THE STORY – 11-year-old Fuki navigates adolescence and family struggles in late-1980s Tokyo.
THE CAST – Yui Suzuki, Lily Franky, Hikari Ishida, Yuumi Kawai, Ayumu Nakajima, Ryota Bando & Hana Hope
THE TEAM – Chie Hayakawa (Director/Writer)
THE RUNNING TIME – 116 Minutes
When watching videos of dead relatives, what stands out the most is the grain in the image. A VHS tape, within moments, can send its spectator to the now dirtied landscapes that were brand new at the date of its taking. The static, un-synced sound is now their voice, and their faces are forever sculpted in 480p. These digital ghosts, personifications of grief in their own right, are in a constant state of evolution, moving further from the time it was taken, decaying with each second. It is this same wry, tactile melancholy that saturates and commences Chie Hayakwa’s follow-up to her acclaimed debut feature film “Plan 75,” “Renoir.“
Set amidst a sun-sodden 1987 suburban Tokyo, “Renoir“ sees Fuki (Yui Suzuki), an 11-year-old girl, navigating her Father’s (Lily Franky) terminal illness, her mother’s (Hikari Ishida) subsequent loneliness, and a freight train worth of coming-of-age cliches. With the tune of a whispery, lyrical, dreamlike aesthetic, Hayakawa’s direction and storytelling prose are sure to attract comparisons to Hirokazu Kore-eda, Tsai Ming Liang, and Hou Hsiao-Hsien. Nonetheless, at every opportunity, in mimicking the lyricality of her formers, she begins to construct a language of her own.

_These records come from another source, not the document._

//! Launch parameter compilation.
//!
//! Turns a [`LaunchConfiguration`] into a [`CompiledLaunchPlan`]: the JVM
//! options, classpath, entry point and Winstone flags needed to start the
//! server. Compilation is deterministic for fixed inputs, so plans can be
//! compared and logged as-is.
//!
//! # Examples
//!
//! ```
//! use winstone_runner::compiler::ParameterCompiler;
//! use winstone_runner::config::LaunchConfiguration;
//!
//! let config = LaunchConfiguration {
//!     webapp_directory: "/app".to_string(),
//!     working_directory: "/work".to_string(),
//!     launcher_archive_path: "/lib/launcher.jar".to_string(),
//!     ..LaunchConfiguration::default()
//! };
//!
//! let plan = ParameterCompiler::new().compile(&config, "/jdk", None).unwrap();
//! assert_eq!(plan.program_args[0], "--webroot=/app");
//! assert_eq!(plan.classpath, vec!["/lib/launcher.jar"]);
//! ```
mod debug;
mod plan;

pub use debug::{
    DebugEndpoint, DebugRequest, FALLBACK_DEBUG_HOST, LocalPortAllocator, PortAllocator,
    local_debug_host,
};
pub use plan::CompiledLaunchPlan;

use crate::config::LaunchConfiguration;
use crate::error::{Error, Result};
use std::path::{Path, PathBuf};
use std::sync::Arc;

/// Entry point of the Winstone launcher archive.
pub const LAUNCHER_MAIN_CLASS: &str = "winstone.Launcher";

/// Compiles launch configurations into launch plans.
///
/// The compiler itself is stateless; its collaborators only matter when a
/// debug session is requested.
#[derive(Clone)]
pub struct ParameterCompiler {
    port_allocator: Arc<dyn PortAllocator>,
    /// Fixed debug host; resolved from the local hostname when unset.
    debug_host: Option<String>,
}

impl ParameterCompiler {
    pub fn new() -> Self {
        Self {
            port_allocator: Arc::new(LocalPortAllocator::default()),
            debug_host: None,
        }
    }

    /// Uses `allocator` for debug sessions without a pre-assigned port.
    pub fn with_port_allocator(mut self, allocator: Arc<dyn PortAllocator>) -> Self {
        self.port_allocator = allocator;
        self
    }

    /// Pins the debugger host instead of looking up the local hostname.
    pub fn with_debug_host(mut self, host: impl Into<String>) -> Self {
        self.debug_host = Some(host.into());
        self
    }

    /// Compiles `config` into a launch plan.
    ///
    /// `resolved_jdk_home` may be empty unless Jasper is enabled. The
    /// configuration is expected to have passed validation.
    ///
    /// # Errors
    ///
    /// * [`Error::MissingJdkHome`] - Jasper is enabled and no JDK home was resolved
    /// * [`Error::NoAvailablePort`] - debugging without a port and none could be allocated
    #[tracing::instrument(skip_all, fields(jdk_home = %resolved_jdk_home, debug = debug_request.is_some()))]
    pub fn compile(
        &self,
        config: &LaunchConfiguration,
        resolved_jdk_home: &str,
        debug_request: Option<&DebugRequest>,
    ) -> Result<CompiledLaunchPlan> {
        let program_args = program_args(config, resolved_jdk_home)?;

        let mut vm_args = Vec::new();
        if !config.vm_parameters.is_empty() {
            vm_args.extend(split_vm_parameters(&config.vm_parameters));
        }

        let debug_endpoint = match debug_request {
            Some(request) => {
                let endpoint = self.resolve_debug_endpoint(request)?;
                vm_args.push("-Xdebug".to_string());
                vm_args.push(endpoint.transport_arg());
                Some(endpoint)
            }
            None => None,
        };

        let plan = CompiledLaunchPlan {
            executable: java_executable(resolved_jdk_home),
            vm_args,
            classpath: vec![normalize_path(&config.launcher_archive_path)],
            main_class: LAUNCHER_MAIN_CLASS.to_string(),
            program_args,
            working_directory: PathBuf::from(&config.working_directory),
            environment: config.environment.clone(),
            debug_endpoint,
        };

        tracing::debug!(command = %plan.command_line(), "Compiled launch plan");
        Ok(plan)
    }

    fn resolve_debug_endpoint(&self, request: &DebugRequest) -> Result<DebugEndpoint> {
        let port = match request.port() {
            Some(port) => port.to_string(),
            None => self
                .port_allocator
                .allocate()
                .map_err(|e| {
                    tracing::error!(error = %e, "Failed to allocate debug port");
                    e
                })?
                .to_string(),
        };

        let host = match &self.debug_host {
            Some(host) => host.clone(),
            None => local_debug_host(),
        };

        Ok(DebugEndpoint { host, port })
    }
}

impl Default for ParameterCompiler {
    fn default() -> Self {
        Self::new()
    }
}

fn program_args(config: &LaunchConfiguration, jdk_home: &str) -> Result<Vec<String>> {
    let mut params = Vec::new();

    if config.use_web_root {
        params.push(format!("--webroot={}", config.webapp_directory));
    }
    if config.use_web_apps {
        params.push(format!("--webappsDir={}", config.webapp_directory));
    }
    if !config.context_name.is_empty() {
        params.push(format!("--prefix=/{}", config.context_name));
    }
    if !config.http_port.is_empty() {
        params.push(format!("--httpPort={}", config.http_port));
    }
    if !config.ajp13_port.is_empty() {
        params.push(format!("--ajp13Port={}", config.ajp13_port));
    }

    if config.use_jasper {
        if jdk_home.is_empty() {
            return Err(Error::MissingJdkHome);
        }
        let tools_archive = if config.tools_archive_override_enabled {
            config.tools_archive_override_path.clone()
        } else {
            format!("{}/lib/tools.jar", jdk_home)
        };
        params.push("--useJasper=true".to_string());
        params.push(format!("--javaHome={}", jdk_home));
        params.push(format!("--toolsJar={}", tools_archive));
    }

    params.push(format!("--useJNDI={}", config.use_jndi));
    params.push(format!("--useServletReloading={}", config.use_servlet_reloading));
    params.push(format!("--directoryListings={}", config.use_directory_listing));
    params.push(format!("--debug={}", config.debug_level));

    if !config.properties_file_path.is_empty() {
        params.push(format!("--config={}", config.properties_file_path));
    }
    if !config.common_lib_directory.is_empty() {
        params.push(format!(
            "--commonLibFolder={}",
            normalize_path(&config.common_lib_directory)
        ));
    }

    Ok(params)
}

/// Splits raw JVM options before every space that is followed by `-`.
///
/// Values containing spaces stay intact as long as the text after the
/// space does not look like a new option. Empty tokens are dropped.
///
/// ```
/// use winstone_runner::compiler::split_vm_parameters;
///
/// assert_eq!(
///     split_vm_parameters("-Xmx512m -Dfoo=bar baz -Dqux=1"),
///     vec!["-Xmx512m", "-Dfoo=bar baz", "-Dqux=1"]
/// );
/// ```
pub fn split_vm_parameters(raw: &str) -> Vec<String> {
    let mut tokens = Vec::new();
    let mut start = 0;

    for (index, _) in raw.match_indices(' ') {
        if raw[index + 1..].starts_with('-') {
            tokens.push(&raw[start..index]);
            start = index + 1;
        }
    }
    tokens.push(&raw[start..]);

    tokens
        .into_iter()
        .filter(|token| !token.is_empty())
        .map(str::to_string)
        .collect()
}

/// Picks the JDK home for a launch.
///
/// An enabled, non-empty alternative JRE wins over the SDK home supplied
/// by the caller. Returns an empty string when neither is known.
pub fn resolve_jdk_home(config: &LaunchConfiguration, sdk_home: Option<&str>) -> String {
    if config.alternative_jre_enabled && !config.alternative_jre_path.is_empty() {
        return config.alternative_jre_path.clone();
    }
    sdk_home.unwrap_or_default().to_string()
}

/// Java executable under `jdk_home`, or `java` from `PATH` when empty.
pub fn java_executable(jdk_home: &str) -> PathBuf {
    let name = format!("java{}", std::env::consts::EXE_SUFFIX);
    if jdk_home.is_empty() {
        PathBuf::from(name)
    } else {
        Path::new(jdk_home).join("bin").join(name)
    }
}

/// Separator canonicalization.
///
/// Separators become the platform separator, repeated separators collapse
/// into one and a trailing separator is dropped unless it is the root.
/// `.` and `..` segments are kept as written.
pub fn normalize_path(raw: &str) -> String {
    let mut normalized = String::with_capacity(raw.len());
    let mut previous_was_separator = false;

    for c in raw.chars() {
        if std::path::is_separator(c) {
            if !previous_was_separator {
                normalized.push(std::path::MAIN_SEPARATOR);
            }
            previous_was_separator = true;
        } else {
            normalized.push(c);
            previous_was_separator = false;
        }
    }

    if normalized.len() > 1 && normalized.ends_with(std::path::MAIN_SEPARATOR) {
        normalized.pop();
    }
    normalized
}
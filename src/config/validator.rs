use crate::config::LaunchConfiguration;
use crate::error::{Error, Result};

/// Collects every violated constraint, in check order.
///
/// The order is stable: context name, webapp directory, working directory,
/// launcher archive.
pub fn validate(config: &LaunchConfiguration) -> Vec<Error> {
    let mut errors = Vec::new();

    if !config.context_name.is_empty() && config.context_name.starts_with('/') {
        errors.push(Error::InvalidContextName(config.context_name.clone()));
    }

    if config.webapp_directory.is_empty() {
        errors.push(Error::MissingWebappDirectory);
    }

    if config.working_directory.is_empty() {
        errors.push(Error::MissingWorkingDirectory);
    }

    if config.launcher_archive_path.is_empty() {
        errors.push(Error::MissingLauncherArchive);
    }

    errors
}

/// Full configuration validation, reporting the first failure.
pub fn validate_config(config: &LaunchConfiguration) -> Result<()> {
    match validate(config).into_iter().next() {
        Some(error) => Err(error),
        None => Ok(()),
    }
}

#[cfg(test)]
mod tests {
    use super::*;
    use crate::error::ErrorKind;

    fn valid() -> LaunchConfiguration {
        LaunchConfiguration {
            webapp_directory: "/app".to_string(),
            working_directory: "/work".to_string(),
            launcher_archive_path: "/lib/launcher.jar".to_string(),
            ..LaunchConfiguration::default()
        }
    }

    #[test]
    fn test_valid_config_passes() {
        assert!(validate(&valid()).is_empty());
        assert!(validate_config(&valid()).is_ok());
    }

    #[test]
    fn test_all_failures_in_order() {
        let config = LaunchConfiguration {
            context_name: "/shop".to_string(),
            ..LaunchConfiguration::default()
        };

        let kinds: Vec<ErrorKind> = validate(&config).iter().map(Error::kind).collect();

        assert_eq!(
            kinds,
            vec![
                ErrorKind::InvalidContextName,
                ErrorKind::MissingWebappDirectory,
                ErrorKind::MissingWorkingDirectory,
                ErrorKind::MissingLauncherArchive,
            ]
        );
    }

    #[test]
    fn test_first_failure_short_circuits() {
        let mut config = valid();
        config.working_directory.clear();
        config.launcher_archive_path.clear();

        assert_eq!(validate_config(&config), Err(Error::MissingWorkingDirectory));
    }

    #[test]
    fn test_nested_context_name_is_allowed() {
        let mut config = valid();
        config.context_name = "shop/admin".to_string();
        assert!(validate_config(&config).is_ok());
    }
}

It is this language that sets the stage for Fuki, whose wide-eyed curiosity promises to investigate every forgotten corner of any room she enters. Newcomer Yui Suzuki’s sensitive dance between a grief-stricken daughter and a child refusing to grow up underscores every scene. In a climactic outing with Keiji, her Dad, upon noticing he’s being bullied by a group of paltry teens, proceeds to kick one from an elevated platform behind. Her entire body moves with the swing in a way only a child could, but it lands in a way that grief could motivate – two sides of the same coin Suzuki constantly appears to operate at.

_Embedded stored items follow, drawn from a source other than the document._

/*!
 # Winstone Runner

 A Rust library for launching and supervising Winstone servlet container processes.

 ## Overview

 Winstone Runner provides functionality to:
 - Load, default and validate launch configurations (JSON or YAML)
 - Compile a configuration into the exact JVM command line Winstone needs
 - Spawn the server, stream its output and report its lifecycle to observers
 - Open the application in a browser once the server reports ready
 - Let extensions adjust a launch before and after the process is spawned

 ## Basic Usage

 ```no_run
 use winstone_runner::{LifecycleRecorder, Result, WinstoneRunner};
 use std::sync::Arc;

 #[tokio::main]
 async fn main() -> Result<()> {
     let recorder = Arc::new(LifecycleRecorder::new());

     // Create a runner from a config file
     let runner = WinstoneRunner::from_config_file("winstone.yaml")?
         .with_observer(recorder.clone());

     // Launch with the SDK's JDK, without a debugger
     let handle = runner.launch(Some("/usr/lib/jvm/java-8"), None).await?;
     println!("Winstone running with pid {}", handle.pid());

     // Stop it again
     handle.terminate()?;
     let outcome = handle.wait().await?;
     println!("Exited with {:?}", outcome.exit_code);

     Ok(())
 }
 ```

 ## Features

 - **Configuration**: JSON and YAML files with serde defaults
 - **Parameter Compilation**: Deterministic Winstone and JVM arguments, including debug transport
 - **Process Supervision**: Ordered lifecycle events from a single dispatcher
 - **Readiness Trigger**: One-shot browser launch on the listener-started log line
 - **Extensions**: Async hooks around spawning
 - **Error Handling**: Typed errors with stable kinds
*/

pub mod compiler;
pub mod config;
pub mod error;
pub mod extension;
pub mod server;

pub use compiler::{CompiledLaunchPlan, DebugRequest, ParameterCompiler};
pub use config::LaunchConfiguration;
pub use error::{Error, ErrorKind, Result};
pub use extension::{ExtensionChain, LaunchExtension};
pub use server::{
    ExitOutcome, LifecycleRecorder, ProcessHandle, ProcessLifecycleEvent, ProcessObserver,
    ProcessState, ServerSupervisor,
};

use server::{BrowserLauncher, ReadyTrigger, SupervisorOptions, SystemBrowser};
use std::path::Path;
use std::sync::Arc;

/// Configure and launch Winstone servers
///
/// This struct is the main entry point: it owns a launch configuration and
/// the collaborators used for every launch attempt made from it. Each call
/// to [`launch`](Self::launch) gets its own supervisor, so a runner can be
/// used for any number of re-runs.
/// All public methods are instrumented with `tracing` spans.
pub struct WinstoneRunner {
    /// Configuration
    config: LaunchConfiguration,
    compiler: ParameterCompiler,
    extensions: ExtensionChain,
    browser: Arc<dyn BrowserLauncher>,
    /// Observers registered on every launch
    observers: Vec<Arc<dyn ProcessObserver>>,
    options: SupervisorOptions,
}

impl WinstoneRunner {
    /// Create a new runner from a configuration file path
    ///
    /// This method is instrumented with `tracing`.
    #[tracing::instrument(skip(path), fields(config_path = ?path.as_ref()))]
    pub fn from_config_file(path: impl AsRef<Path>) -> Result<Self> {
        tracing::info!("Loading configuration from file");
        let config = LaunchConfiguration::from_file(path)?;
        Ok(Self::new(config))
    }

    /// Create a new runner from a JSON configuration string
    ///
    /// This method is instrumented with `tracing`.
    #[tracing::instrument(skip(config))]
    pub fn from_config_str(config: &str) -> Result<Self> {
        tracing::info!("Loading configuration from string");
        let config = LaunchConfiguration::parse_from_str(config)?;
        Ok(Self::new(config))
    }

    /// Create a new runner from a configuration
    ///
    /// This method is instrumented with `tracing`.
    #[tracing::instrument(skip(config), fields(context = %config.context_name))]
    pub fn new(config: LaunchConfiguration) -> Self {
        tracing::info!("Creating new WinstoneRunner");
        Self {
            config,
            compiler: ParameterCompiler::new(),
            extensions: ExtensionChain::new(),
            browser: Arc::new(SystemBrowser),
            observers: Vec::new(),
            options: SupervisorOptions::default(),
        }
    }

    /// Appends an extension; extensions run in the order they were added.
    pub fn with_extension(mut self, extension: Arc<dyn LaunchExtension>) -> Self {
        self.extensions.push(extension);
        self
    }

    /// Registers an observer on every launch.
    pub fn with_observer(mut self, observer: Arc<dyn ProcessObserver>) -> Self {
        self.observers.push(observer);
        self
    }

    /// Replaces the browser launcher used by the readiness trigger.
    pub fn with_browser_launcher(mut self, browser: Arc<dyn BrowserLauncher>) -> Self {
        self.browser = browser;
        self
    }

    pub fn with_compiler(mut self, compiler: ParameterCompiler) -> Self {
        self.compiler = compiler;
        self
    }

    pub fn with_options(mut self, options: SupervisorOptions) -> Self {
        self.options = options;
        self
    }

    /// Get the configuration
    pub fn config(&self) -> &LaunchConfiguration {
        &self.config
    }

    /// Validates and compiles the configuration, then applies before-spawn hooks.
    ///
    /// `sdk_home` is the JDK of the project's SDK; an enabled alternative
    /// JRE in the configuration takes precedence over it.
    ///
    /// This method is instrumented with `tracing`.
    #[tracing::instrument(skip(self, debug_request), fields(debug = debug_request.is_some()))]
    pub async fn prepare(
        &self,
        sdk_home: Option<&str>,
        debug_request: Option<&DebugRequest>,
    ) -> Result<CompiledLaunchPlan> {
        config::validate_config(&self.config).map_err(|e| {
            tracing::error!(error = %e, "Invalid launch configuration");
            e
        })?;

        let jdk_home = compiler::resolve_jdk_home(&self.config, sdk_home);
        tracing::debug!(jdk_home = %jdk_home, "Resolved JDK home");

        let plan = self.compiler.compile(&self.config, &jdk_home, debug_request)?;
        self.extensions.before_spawn(&self.config, plan).await
    }

    /// Prepares and spawns a new server process.
    ///
    /// After-spawn hooks run before event dispatch starts, so observers they
    /// attach see the whole lifecycle. A failing after-spawn hook is logged
    /// and does not fail the launch; the process is already running.
    ///
    /// This method is instrumented with `tracing`.
    #[tracing::instrument(skip(self, debug_request), fields(debug = debug_request.is_some()))]
    pub async fn launch(
        &self,
        sdk_home: Option<&str>,
        debug_request: Option<&DebugRequest>,
    ) -> Result<ProcessHandle> {
        let plan = self.prepare(sdk_home, debug_request).await?;

        tracing::info!("Attempting to launch server");
        let mut supervisor = self.supervisor()?;
        let handle = supervisor.spawn(&plan).await.map_err(|e| {
            tracing::error!(error = %e, "Failed to launch server process");
            e
        })?;

        if let Err(e) = self.extensions.after_spawn(&self.config, &handle).await {
            tracing::warn!(error = %e, "After-spawn hooks did not complete");
        }

        handle.start_notify();
        tracing::info!(launch_id = %handle.id(), pid = handle.pid(), "Server launched successfully");
        Ok(handle)
    }

    fn supervisor(&self) -> Result<ServerSupervisor> {
        let name = if self.config.context_name.is_empty() {
            "winstone".to_string()
        } else {
            format!("winstone:{}", self.config.context_name)
        };

        let mut supervisor = ServerSupervisor::new(name).with_options(self.options.clone());
        if let Some(trigger) = ReadyTrigger::for_config(&self.config, Arc::clone(&self.browser)) {
            tracing::debug!(url = %trigger.url(), "Installing readiness trigger");
            supervisor = supervisor.with_ready_trigger(trigger);
        }

        for observer in &self.observers {
            supervisor.add_observer(Arc::clone(observer))?;
        }

        Ok(supervisor)
    }
}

Early into “Renoir,“ Fuki is captivated by an English-language magic show, saturated by the same seductive grain of a VHS tape. The magician’s primary instruction for those looking to access their psychic power is to ‘concentrate,‘ advice Fuki quickly takes to heart. Each fragmented strand of Hayakawa’s script is informed by this promise, wherein the connective tissues between vignettes manifest as rituals (cycling over a bridge, Fuki’s perpetual curiosity and animal sounds), and Fuki’s inability to concentrate on the reality of her surroundings. As a result, Renoir’s logic operates similarly to most coming-of-age stories. At one point, Fuki casts a “spell to end love“ on her Mum in retaliation to a new companion, a staple beat of the genre. Fuki’s Mum Utako’s (Hikari Ishida) loneliness is understood as a side effect, wherein any new connections must be dealt with. However, scenes removed from Fuki’s perspective demonstrate this is far from the case.

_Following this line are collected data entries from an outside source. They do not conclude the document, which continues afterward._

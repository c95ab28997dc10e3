use crate::error::{Error, Result};
use std::collections::VecDeque;
use std::fmt;
use std::sync::Mutex;
use std::time::Instant;

/// Lifecycle state of a supervised server process.
#[derive(Debug, Clone, Copy, PartialEq, Eq)]
pub enum ProcessState {
    /// Nothing spawned yet
    Idle,
    /// Process creation in progress
    Spawning,
    /// Process is running and its output is being read
    Running,
    /// A stop was requested or the process is exiting
    Terminating,
    /// The operating system reported the process exit
    Terminated,
}

impl ProcessState {
    /// Whether `next` is a legal successor of this state.
    pub fn can_transition_to(self, next: ProcessState) -> bool {
        use ProcessState::*;
        matches!(
            (self, next),
            (Idle, Spawning)
                | (Spawning, Running)
                | (Spawning, Terminated)
                | (Running, Terminating)
                | (Running, Terminated)
                | (Terminating, Terminated)
        )
    }
}

/// Output stream a chunk of text was read from.
#[derive(Debug, Clone, Copy, PartialEq, Eq)]
pub enum OutputStream {
    Stdout,
    Stderr,
}

impl fmt::Display for OutputStream {
    fn fmt(&self, f: &mut fmt::Formatter<'_>) -> fmt::Result {
        match self {
            OutputStream::Stdout => f.write_str("stdout"),
            OutputStream::Stderr => f.write_str("stderr"),
        }
    }
}

/// Event emitted over the lifetime of one server process.
#[derive(Debug, Clone, PartialEq, Eq)]
pub enum ProcessLifecycleEvent {
    /// The process was created
    Started {
        /// OS process id
        pid: u32,
    },
    /// One line of output, without its line terminator
    OutputChunk {
        text: String,
        stream: OutputStream,
    },
    /// A stop was requested
    WillTerminate {
        /// Whether the process is being killed rather than left to exit
        will_be_killed: bool,
    },
    /// The process exited
    Terminated {
        /// Exit code, `None` when the process was ended by a signal
        exit_code: Option<i32>,
        /// Output read failure observed before the exit, if any
        error: Option<String>,
    },
}

/// Receives lifecycle events of a supervised process.
///
/// Events are delivered from a single dispatcher task in emission order.
/// Implementations must return quickly: while an observer runs, later
/// events queue up in a bounded channel, and once it is full the output
/// readers stop draining the child's pipes, which eventually blocks the
/// server's own logging.
pub trait ProcessObserver: Send + Sync {
    fn on_event(&self, event: &ProcessLifecycleEvent);
}

/// Recorded lifecycle event
#[derive(Debug, Clone)]
pub struct RecordedEvent {
    /// Event payload
    pub event: ProcessLifecycleEvent,
    /// Time the observer received the event
    pub timestamp: Instant,
}

/// Observer that keeps a bounded history of lifecycle events.
pub struct LifecycleRecorder {
    /// Recorded events, oldest first
    events: Mutex<VecDeque<RecordedEvent>>,
    /// Maximum number of events kept
    capacity: usize,
}

impl LifecycleRecorder {
    pub const DEFAULT_CAPACITY: usize = 1000;

    /// Create a new recorder with the default history limit
    pub fn new() -> Self {
        Self::with_capacity(Self::DEFAULT_CAPACITY)
    }

    /// Create a new recorder keeping at most `capacity` events
    pub fn with_capacity(capacity: usize) -> Self {
        Self {
            events: Mutex::new(VecDeque::new()),
            capacity: capacity.max(1),
        }
    }

    /// Get recorded events, oldest first
    pub fn events(&self) -> Result<Vec<ProcessLifecycleEvent>> {
        let events = self
            .events
            .lock()
            .map_err(|_| Error::Other("Failed to lock recorded events".to_string()))?;

        Ok(events.iter().map(|recorded| recorded.event.clone()).collect())
    }

    /// Get the most recent events with their timestamps, newest first
    pub fn recent(&self, limit: Option<usize>) -> Result<Vec<RecordedEvent>> {
        let events = self
            .events
            .lock()
            .map_err(|_| Error::Other("Failed to lock recorded events".to_string()))?;

        let mut recent: Vec<RecordedEvent> = events.iter().rev().cloned().collect();
        if let Some(limit) = limit {
            recent.truncate(limit);
        }

        Ok(recent)
    }

    /// Text of every recorded output line, in order
    pub fn output(&self) -> Result<Vec<String>> {
        Ok(self
            .events()?
            .into_iter()
            .filter_map(|event| match event {
                ProcessLifecycleEvent::OutputChunk { text, .. } => Some(text),
                _ => None,
            })
            .collect())
    }

    /// Clear events
    pub fn clear(&self) -> Result<()> {
        let mut events = self
            .events
            .lock()
            .map_err(|_| Error::Other("Failed to lock recorded events".to_string()))?;

        events.clear();

        Ok(())
    }
}

impl Default for LifecycleRecorder {
    fn default() -> Self {
        Self::new()
    }
}

impl ProcessObserver for LifecycleRecorder {
    fn on_event(&self, event: &ProcessLifecycleEvent) {
        if let Ok(mut events) = self.events.lock() {
            events.push_back(RecordedEvent {
                event: event.clone(),
                timestamp: Instant::now(),
            });

            // Limit event history
            while events.len() > self.capacity {
                events.pop_front();
            }
        }
    }
}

Every misguided choice Fuki makes is motivated by a careful blend of childlike naivete, curiosity, and, above all else, a hopeless misunderstanding of grief. It is this same grief, set to the sun-sodden rays of 1987 suburban Tokyo, that “Renoir“is constantly in reference to. Every inch of Hideho Urata’s warm cinematography and string of Rémi Boubal’s operatic score remind you of the very dissonance Hayakawa is trying to achieve in painting grief from this perspective, succumbing to the premise that maybe it’s something only magic can explain. Although not as strong as “Plan 75,” Hayakawa draws from her personal experiences to craft a deliberately paced, nostalgic story that warmly touches upon universal themes of grief, childhood imagination, and the bonds of family from this life and beyond.